WORK TASK: Write out again, exactly, the lines below starting at the one with "pub fn new(amount: Decimal, currency: impl" and ending at the one with "price times quantity.".

** RECORDS PROVIDED follows **

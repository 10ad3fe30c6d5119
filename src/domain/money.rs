use rust_decimal::Decimal;
use serde::{Deserialize, Serialize};

// ============================================================================
// Money Value Object
// ============================================================================

/// An amount in a single currency.
///
/// Arithmetic never mixes currencies: additions across currencies return
/// `None` and must be handled by the caller.
#[derive(Debug, Clone, PartialEq, Eq, Serialize, Deserialize)]
pub struct Money {
    pub amount: Decimal,
    pub currency: String,
}

impl Money {
    pub fn new(amount: Decimal, currency: impl Into<String>) -> Self {
        Self {
            amount,
            currency: currency.into(),
        }
    }

    pub fn zero(currency: impl Into<String>) -> Self {
        Self::new(Decimal::ZERO, currency)
    }

    /// Scale the amount, e.g. unit price times quantity.
    pub fn multiply(&self, factor: Decimal) -> Self {
        Self {
            amount: self.amount * factor,
            currency: self.currency.clone(),
        }
    }

    /// Currency-checked addition.
    pub fn checked_add(&self, other: &Money) -> Option<Money> {
        if self.currency != other.currency {
            return None;
        }
        Some(Self {
            amount: self.amount + other.amount,
            currency: self.currency.clone(),
        })
    }
}

impl std::fmt::Display for Money {
    fn fmt(&self, f: &mut std::fmt::Formatter<'_>) -> std::fmt::Result {
        write!(f, "{} {}", self.amount, self.currency)
    }
}

// ============================================================================
// Unit Tests
// ============================================================================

** End of RECORDS PROVIDED **

EXERCISE ANSWER:
    pub fn new(amount: Decimal, currency: impl Into<String>) -> Self {
        Self {
            amount,
            currency: currency.into(),
        }
    }

    pub fn zero(currency: impl Into<String>) -> Self {
        Self::new(Decimal::ZERO, currency)
    }

    /// Scale the amount, e.g. unit price times quantity.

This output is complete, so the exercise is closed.